我正在尝试使用 glmmadmb 评估负二项式混合模型的输出。为了总结输出,我将汇总函数与 mcmc 选项的输出进行比较。我已经运行了这个模型:
pre1 <- glmmadmb(walleye~(1|year.center) + (1|Site) ,data=pre,
family="nbinom2",link="log",
mcmc=TRUE,mcmc.opts=mcmcControl(mcmc=1000))
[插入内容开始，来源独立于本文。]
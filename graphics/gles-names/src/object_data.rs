//! Side records attached to named objects

use std::collections::BTreeMap;
use std::sync::Arc;

use crate::{GlobalName, LocalName, ObjectKind};

/// Shared, immutable snapshot of an object's side record. Updates replace
/// the whole snapshot.
pub type ObjectDataPtr = Arc<ObjectData>;

/// Per-object side record
#[derive(Debug, Clone, PartialEq, Eq)]
pub enum ObjectData {
    Texture(TextureData),
    Buffer(BufferData),
    Renderbuffer(RenderbufferData),
    Framebuffer(FramebufferData),
    Shader(ShaderData),
}

impl ObjectData {
    /// Object kind this record belongs to
    pub fn kind(&self) -> ObjectKind {
        match self {
            ObjectData::Texture(_) => ObjectKind::Texture,
            ObjectData::Buffer(_) => ObjectKind::VertexBuffer,
            ObjectData::Renderbuffer(_) => ObjectKind::Renderbuffer,
            ObjectData::Framebuffer(_) => ObjectKind::Framebuffer,
            ObjectData::Shader(_) => ObjectKind::Shader,
        }
    }

    pub fn as_texture(&self) -> Option<&TextureData> {
        match self {
            ObjectData::Texture(data) => Some(data),
            _ => None,
        }
    }

    pub fn as_renderbuffer(&self) -> Option<&RenderbufferData> {
        match self {
            ObjectData::Renderbuffer(data) => Some(data),
            _ => None,
        }
    }

    pub fn as_framebuffer(&self) -> Option<&FramebufferData> {
        match self {
            ObjectData::Framebuffer(data) => Some(data),
            _ => None,
        }
    }
}

/// Texture level 0 description
#[derive(Debug, Clone, Default, PartialEq, Eq)]
pub struct TextureData {
    pub width: u32,
    pub height: u32,
    pub border: i32,
    pub internal_format: u32,
    pub target: u32,
    /// Image this texture is a sibling of
    pub source_image: Option<u32>,
    /// Global name the texture had before it was bound to `source_image`
    pub saved_global: Option<GlobalName>,
}

impl TextureData {
    pub fn new(width: u32, height: u32, internal_format: u32) -> Self {
        Self {
            width,
            height,
            internal_format,
            ..Self::default()
        }
    }

    /// Whether the texture currently samples from an image
    pub fn is_image_sibling(&self) -> bool {
        self.source_image.is_some()
    }
}

#[derive(Debug, Clone, Default, PartialEq, Eq)]
pub struct BufferData {
    pub size: usize,
    pub usage: u32,
}

#[derive(Debug, Clone, Default, PartialEq, Eq)]
pub struct RenderbufferData {
    pub width: u32,
    pub height: u32,
    pub internal_format: u32,
    pub source_image: Option<u32>,
    /// Global texture name backing the renderbuffer storage
    pub image_texture: Option<GlobalName>,
}

/// Framebuffer attachment table, keyed by attachment point
#[derive(Debug, Clone, Default, PartialEq, Eq)]
pub struct FramebufferData {
    attachments: BTreeMap<u32, (ObjectKind, LocalName)>,
}

impl FramebufferData {
    pub fn new() -> Self {
        Self::default()
    }

    /// Attach `name` at `point`, replacing what was there
    pub fn attach(&mut self, point: u32, kind: ObjectKind, name: LocalName) {
        self.attachments.insert(point, (kind, name));
    }

    pub fn detach(&mut self, point: u32) -> Option<(ObjectKind, LocalName)> {
        self.attachments.remove(&point)
    }

    pub fn attachment(&self, point: u32) -> Option<(ObjectKind, LocalName)> {
        self.attachments.get(&point).copied()
    }

    /// Detach `name` from every point it is attached to
    pub fn detach_object(&mut self, kind: ObjectKind, name: LocalName) {
        self.attachments.retain(|_, attached| *attached != (kind, name));
    }
}

/// Shader or program record
#[derive(Debug, Clone, Default, PartialEq, Eq)]
pub struct ShaderData {
    pub is_program: bool,
    pub source: String,
    /// Program a shader is attached to
    pub attached_program: Option<LocalName>,
    /// Deletion was requested while still attached
    pub delete_pending: bool,
}

#[cfg(test)]
mod tests {
    use super::*;

    #[test]
    fn test_kind_of_record() {
        let tex = ObjectData::Texture(TextureData::new(4, 4, 0x1908));
        assert_eq!(tex.kind(), ObjectKind::Texture);
        assert_eq!(tex.as_texture().map(|t| t.width), Some(4));
        assert!(tex.as_framebuffer().is_none());
        assert_eq!(ObjectData::Buffer(BufferData::default()).kind(), ObjectKind::VertexBuffer);
    }

    #[test]
    fn test_framebuffer_detach_object() {
        let mut fb = FramebufferData::new();
        fb.attach(0x8CE0, ObjectKind::Texture, 3);
        fb.attach(0x8D00, ObjectKind::Renderbuffer, 3);
        fb.detach_object(ObjectKind::Texture, 3);
        assert_eq!(fb.attachment(0x8CE0), None);
        assert_eq!(fb.attachment(0x8D00), Some((ObjectKind::Renderbuffer, 3)));
    }
}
我有两个随机截取:年份和站点。年份有 33 个级别,站点有 15 个。
摘要(pre1)中对站点和年份的随机效应参数估计似乎与 mcmc 输出的后验分布不一致。我使用 50% 置信区间作为估计值,该估计值应与汇总函数的参数估计值一致。这是不正确的吗?有没有办法使用汇总函数来获得围绕随机效应参数的误差来衡量这是否是方差问题?我尝试将 postvar=T 与 ranef 一起使用,但这不起作用。另外,有没有办法用信息丰富的行名格式化 mcmc 输出,以确保我使用正确的估计?
glmmabmb 的摘要输出:summary(pre1)
Call:
glmmadmb(formula = walleye ~ (1 | year.center) + (1 | Site),
data = pre, family = "nbinom2", link = "log", mcmc = TRUE,
mcmc.opts = mcmcControl(mcmc = 1000))
AIC: 4199.8
Coefficients:
Estimate Std. Error z value Pr(>|z|)
(Intercept) 3.226 0.154 21 <2e-16 ***
Signif. codes: 0 ‘***’ 0.001 ‘**’ 0.01 ‘*’ 0.05 ‘.’ 0.1 ‘ ’ 1
Number of observations: total=495, year.center=33, Site=15
Random effect variance(s):
Group=year.center
Variance StdDev
(Intercept) 0.1085 0.3295
Group=Site
Variance StdDev
(Intercept) 0.2891 0.5377
Negative binomial dispersion parameter: 2.0553 (std. err.: 0.14419)
Log-likelihood: -2095.88
mcmc 输出:m <- as.mcmc(pre1$mcmc) CI <- t(apply(m,2,quantile,c(0.025,0.5,0.975)))
2.5% 50% 97.5%
(Intercept) 2.911667943 3.211775843 3.5537371345
tmpL.1 0.226614903 0.342206509 0.4600328729
tmpL.2 0.395353518 0.554211483 0.8619127547
alpha 1.789687691 2.050871824 2.3175742167
u.01 0.676758365 0.896844797 1.0726750539
u.02 0.424938481 0.588191585 0.7364795440
这些估计继续 u.48 以包括年份和特定地点的系数。
预先感谢您对此问题的任何想法。蒂芙尼